Pneumococcal urinary antigen testing for antimicrobial guidance in community-acquired pneumonia–A register-based cohort study

•Routinely performing pneumococcal urinary antigen tests needs to be evalUATed.•Performing urinary antigen test has little effect on antibiotic therapy in pneumonia.•Mild pneumonia with a positive test is less frequently treated with broad-spectrum antibiotics.•Severe pneumonia is treated with broad-spectrum antibiotics regardless of test result. To evaluate the effect of pneumococcal urinary antigen test (UAT) usage on broad-spectrum antibiotic treatment in community-acquired pneumonia (CAP).
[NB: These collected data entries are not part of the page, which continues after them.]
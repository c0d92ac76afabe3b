use crate::coerce::{self, as_f64, as_string_list, as_u32};
use serde::Serialize;
use store::RawDocument;

/// Kitchen operating status, normalized case-insensitively.
#[derive(Debug, Clone, Copy, PartialEq, Eq, Hash, Serialize)]
#[serde(rename_all = "snake_case")]
pub enum RestaurantStatus {
    Open,
    Closed,
    TemporarilyClosed,
}

impl RestaurantStatus {
    pub const ALL: [RestaurantStatus; 3] = [
        RestaurantStatus::Open,
        RestaurantStatus::Closed,
        RestaurantStatus::TemporarilyClosed,
    ];

    pub fn as_str(&self) -> &'static str {
        match self {
            RestaurantStatus::Open => "open",
            RestaurantStatus::Closed => "closed",
            RestaurantStatus::TemporarilyClosed => "temporarily_closed",
        }
    }

    /// Missing or unknown statuses default to `Closed`; showing a kitchen
    /// as open when it is not is the worse failure.
    pub fn parse(raw: Option<&str>) -> Self {
        match raw.map(|s| s.trim().to_ascii_lowercase()).as_deref() {
            Some("open") => RestaurantStatus::Open,
            Some("temporarily_closed") | Some("temporarily closed") => {
                RestaurantStatus::TemporarilyClosed
            }
            _ => RestaurantStatus::Closed,
        }
    }
}

/// A partner kitchen.
#[derive(Debug, Clone, Serialize)]
pub struct Restaurant {
    pub id: String,
    pub name: String,
    pub owner: Option<String>,
    pub cuisine: Vec<String>,
    pub specialities: Vec<String>,
    pub rating: f64,
    pub status: RestaurantStatus,
    pub price_for_one: f64,
    pub delivery_minutes: u32,
    pub revenue: f64,
}

impl Restaurant {
    pub fn from_raw(raw: &RawDocument) -> Self {
        let rating = raw.get("rating").and_then(as_f64).unwrap_or_else(|| {
            coerce::defaulted(&raw.id, "rating");
            0.0
        });

        Self {
            id: raw.id.clone(),
            name: raw.str_field("name").unwrap_or_default().to_string(),
            owner: raw.str_field("owner").map(str::to_string),
            cuisine: raw.get("cuisine").map(as_string_list).unwrap_or_default(),
            specialities: raw
                .get("specialities")
                .map(as_string_list)
                .unwrap_or_default(),
            rating: rating.clamp(0.0, 5.0),
            status: RestaurantStatus::parse(raw.str_field("status")),
            price_for_one: raw.get("priceForOne").and_then(as_f64).unwrap_or(0.0),
            delivery_minutes: raw.get("deliveryTime").and_then(as_u32).unwrap_or(0),
            revenue: raw.get("revenue").and_then(as_f64).unwrap_or(0.0),
        }
    }
}

#[cfg(test)]
mod tests {
    use super::*;
    use serde_json::json;

    fn raw(value: serde_json::Value) -> RawDocument {
        let serde_json::Value::Object(map) = value else {
            panic!("raw doc must be an object")
        };
        RawDocument::new("k1", map)
    }

    #[test]
    fn status_defaults_to_closed() {
        assert_eq!(RestaurantStatus::parse(None), RestaurantStatus::Closed);
        assert_eq!(RestaurantStatus::parse(Some("OPEN")), RestaurantStatus::Open);
        assert_eq!(
            RestaurantStatus::parse(Some("Temporarily Closed")),
            RestaurantStatus::TemporarilyClosed
        );
    }

    #[test]
    fn rating_parses_from_text_and_clamps() {
        assert_eq!(Restaurant::from_raw(&raw(json!({"rating": "4.3"}))).rating, 4.3);
        assert_eq!(Restaurant::from_raw(&raw(json!({"rating": "abc"}))).rating, 0.0);
        assert_eq!(Restaurant::from_raw(&raw(json!({"rating": 9.0}))).rating, 5.0);
    }

    #[test]
    fn cuisine_accepts_string_or_list() {
        let single = Restaurant::from_raw(&raw(json!({"cuisine": "Italian"})));
        assert_eq!(single.cuisine, vec!["Italian"]);
        let many = Restaurant::from_raw(&raw(json!({"cuisine": ["Thai", "Lao"]})));
        assert_eq!(many.cuisine.len(), 2);
    }
}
Patients admitted to 32 Swedish hospitals between 2011 and 2014 were retrospectively included from the Swedish National Quality Register of CAP. Using propensity score matched data, stratified by CRB-65 score, we studied the effect of performing UAT and of positive test results on treatment with broad-spectrum β-lactam monotherapy (BSBM) and antibiotics with coverage for atypical bacteria compared to narrow-spectrum β-lactam monotherapy (NSBM). UAT was performed for 4,995/14,590 (34.2%) patients, 603/4,995 (12.1%) of whom had positive test results. At day three, performing UAT was not associated with decreased use of BSBM (OR 1.07, 95% CI 0.94–1.23) but was associated with increased atypical coverage among patients with CRB-65 score 2 (OR 1.47, 95% CI 1.06–2.02). A positive UAT was associated with decreased BSBM use (OR 0.39, 95% CI 0.25–0.60) and decreased atypical coverage (OR 0.25, 95% CI 0.16–0.37), predominantly in non-severe CAP. At day one, performing UAT was associated with atypical coverage among patients with CRB-65 scores 2 (OR 2.60, 95% CI 1.69–3.98) and 3–4 (OR 3.69, 95% CI 1.55–8.79), and a positive test reduced the odds of BSBM treatment among CRB-65 score 3–4 patients (OR 3.49, 95% CI 1.02–12.0). Performing UAT had no overall effect on decreasing the use of BSBM treatment by day three of hospitalization, yet non-severely ill patients with positive UAT results were less likely to be treated with BSBM and antibiotics with atypical coverage.